Problem to work on —
Find the string "type" in the data, then copy every line where it is found.

:: Data records ::

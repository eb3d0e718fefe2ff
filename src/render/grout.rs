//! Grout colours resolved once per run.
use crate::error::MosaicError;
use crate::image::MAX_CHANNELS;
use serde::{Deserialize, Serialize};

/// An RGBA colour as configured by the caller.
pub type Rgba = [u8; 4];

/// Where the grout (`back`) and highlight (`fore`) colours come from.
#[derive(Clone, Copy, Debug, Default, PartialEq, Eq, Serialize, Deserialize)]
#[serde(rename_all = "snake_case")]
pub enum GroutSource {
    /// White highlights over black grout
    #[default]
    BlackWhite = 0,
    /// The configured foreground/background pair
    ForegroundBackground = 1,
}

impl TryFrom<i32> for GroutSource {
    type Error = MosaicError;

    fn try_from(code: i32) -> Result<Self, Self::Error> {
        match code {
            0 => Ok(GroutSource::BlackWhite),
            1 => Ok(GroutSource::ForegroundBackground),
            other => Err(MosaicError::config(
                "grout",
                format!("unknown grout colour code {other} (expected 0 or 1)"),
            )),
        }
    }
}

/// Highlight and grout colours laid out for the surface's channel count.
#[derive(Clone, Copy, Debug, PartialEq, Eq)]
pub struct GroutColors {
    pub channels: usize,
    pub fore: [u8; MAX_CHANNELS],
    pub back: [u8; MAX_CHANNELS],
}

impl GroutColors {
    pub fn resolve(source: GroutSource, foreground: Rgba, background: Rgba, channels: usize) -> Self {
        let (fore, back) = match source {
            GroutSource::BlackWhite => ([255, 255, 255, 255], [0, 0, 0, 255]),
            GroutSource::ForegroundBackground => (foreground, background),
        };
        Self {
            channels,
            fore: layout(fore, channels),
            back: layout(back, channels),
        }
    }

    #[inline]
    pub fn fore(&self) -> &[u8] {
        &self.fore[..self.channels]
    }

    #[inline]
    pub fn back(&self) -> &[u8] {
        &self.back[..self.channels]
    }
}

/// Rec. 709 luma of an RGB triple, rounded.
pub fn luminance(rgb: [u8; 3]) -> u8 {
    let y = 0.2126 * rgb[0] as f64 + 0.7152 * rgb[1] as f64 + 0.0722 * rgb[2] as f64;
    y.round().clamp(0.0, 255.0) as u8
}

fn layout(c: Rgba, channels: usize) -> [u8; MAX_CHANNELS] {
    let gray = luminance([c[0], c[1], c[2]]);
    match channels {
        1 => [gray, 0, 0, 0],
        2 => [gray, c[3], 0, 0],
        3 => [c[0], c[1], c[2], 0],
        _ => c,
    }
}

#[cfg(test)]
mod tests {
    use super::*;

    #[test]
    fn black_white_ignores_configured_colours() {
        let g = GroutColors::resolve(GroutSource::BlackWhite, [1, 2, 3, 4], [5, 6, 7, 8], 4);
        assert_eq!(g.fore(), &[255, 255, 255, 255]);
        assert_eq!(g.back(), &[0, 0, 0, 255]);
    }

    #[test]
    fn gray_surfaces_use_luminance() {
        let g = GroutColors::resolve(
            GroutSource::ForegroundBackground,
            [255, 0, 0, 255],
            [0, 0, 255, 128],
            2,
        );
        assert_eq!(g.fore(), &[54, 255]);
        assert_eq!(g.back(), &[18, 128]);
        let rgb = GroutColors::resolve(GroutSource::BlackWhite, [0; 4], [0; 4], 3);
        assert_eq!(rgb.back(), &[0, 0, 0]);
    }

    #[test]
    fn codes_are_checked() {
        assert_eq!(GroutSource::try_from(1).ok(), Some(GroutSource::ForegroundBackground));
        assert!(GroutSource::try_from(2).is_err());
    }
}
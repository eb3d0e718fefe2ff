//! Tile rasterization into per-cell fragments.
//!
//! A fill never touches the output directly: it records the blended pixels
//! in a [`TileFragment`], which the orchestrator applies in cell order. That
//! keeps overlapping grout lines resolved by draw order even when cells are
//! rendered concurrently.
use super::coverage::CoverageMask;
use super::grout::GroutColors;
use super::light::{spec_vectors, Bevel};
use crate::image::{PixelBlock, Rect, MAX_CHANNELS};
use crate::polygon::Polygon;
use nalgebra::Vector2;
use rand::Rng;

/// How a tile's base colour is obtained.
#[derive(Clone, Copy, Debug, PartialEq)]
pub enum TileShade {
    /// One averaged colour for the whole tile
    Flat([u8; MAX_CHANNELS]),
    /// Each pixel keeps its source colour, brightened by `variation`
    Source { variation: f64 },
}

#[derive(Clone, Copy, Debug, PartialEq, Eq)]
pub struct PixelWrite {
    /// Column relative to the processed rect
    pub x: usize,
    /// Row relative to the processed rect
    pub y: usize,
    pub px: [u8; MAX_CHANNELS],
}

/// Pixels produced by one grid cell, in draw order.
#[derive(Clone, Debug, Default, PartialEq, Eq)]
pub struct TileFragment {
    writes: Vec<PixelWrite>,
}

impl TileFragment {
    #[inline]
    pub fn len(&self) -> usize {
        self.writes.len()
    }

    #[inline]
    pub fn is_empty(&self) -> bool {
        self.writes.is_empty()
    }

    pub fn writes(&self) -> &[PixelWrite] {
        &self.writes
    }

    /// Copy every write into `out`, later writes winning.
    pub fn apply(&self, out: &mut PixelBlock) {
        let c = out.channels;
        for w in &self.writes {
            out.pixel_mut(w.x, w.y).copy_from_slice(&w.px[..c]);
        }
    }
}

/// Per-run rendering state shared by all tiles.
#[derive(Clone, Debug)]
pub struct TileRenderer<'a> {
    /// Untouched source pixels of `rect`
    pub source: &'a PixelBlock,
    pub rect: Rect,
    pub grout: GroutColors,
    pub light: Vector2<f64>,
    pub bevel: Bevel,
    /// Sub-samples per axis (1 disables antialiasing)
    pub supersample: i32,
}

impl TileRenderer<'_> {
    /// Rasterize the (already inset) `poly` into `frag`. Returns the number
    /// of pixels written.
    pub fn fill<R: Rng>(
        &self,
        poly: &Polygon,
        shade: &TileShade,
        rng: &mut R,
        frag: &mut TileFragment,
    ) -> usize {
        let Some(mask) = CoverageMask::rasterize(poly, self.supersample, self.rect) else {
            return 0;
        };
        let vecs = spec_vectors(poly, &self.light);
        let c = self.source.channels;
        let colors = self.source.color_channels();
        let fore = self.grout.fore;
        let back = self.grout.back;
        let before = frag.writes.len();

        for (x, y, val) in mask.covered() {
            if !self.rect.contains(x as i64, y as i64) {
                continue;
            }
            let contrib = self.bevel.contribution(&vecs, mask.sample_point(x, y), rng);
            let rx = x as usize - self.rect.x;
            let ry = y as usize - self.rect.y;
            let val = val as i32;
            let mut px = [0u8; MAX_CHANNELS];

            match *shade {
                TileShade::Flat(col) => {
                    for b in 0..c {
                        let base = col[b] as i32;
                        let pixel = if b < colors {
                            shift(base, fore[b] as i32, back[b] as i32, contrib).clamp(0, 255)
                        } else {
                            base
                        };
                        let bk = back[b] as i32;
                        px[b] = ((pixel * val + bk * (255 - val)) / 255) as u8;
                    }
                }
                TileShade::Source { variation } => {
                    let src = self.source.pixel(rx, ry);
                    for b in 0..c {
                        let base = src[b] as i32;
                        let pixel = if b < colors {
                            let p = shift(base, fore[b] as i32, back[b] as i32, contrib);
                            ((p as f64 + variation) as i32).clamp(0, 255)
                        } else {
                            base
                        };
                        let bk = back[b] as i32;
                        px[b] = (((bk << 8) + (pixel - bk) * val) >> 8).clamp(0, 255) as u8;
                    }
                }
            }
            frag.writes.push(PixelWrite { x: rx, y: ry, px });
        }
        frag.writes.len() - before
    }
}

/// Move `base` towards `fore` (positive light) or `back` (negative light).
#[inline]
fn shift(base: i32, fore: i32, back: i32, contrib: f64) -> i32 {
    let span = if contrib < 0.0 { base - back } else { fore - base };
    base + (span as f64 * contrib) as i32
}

:::

Solved exercise —
pub type Rgba = [u8; 4];
    type Error = MosaicError;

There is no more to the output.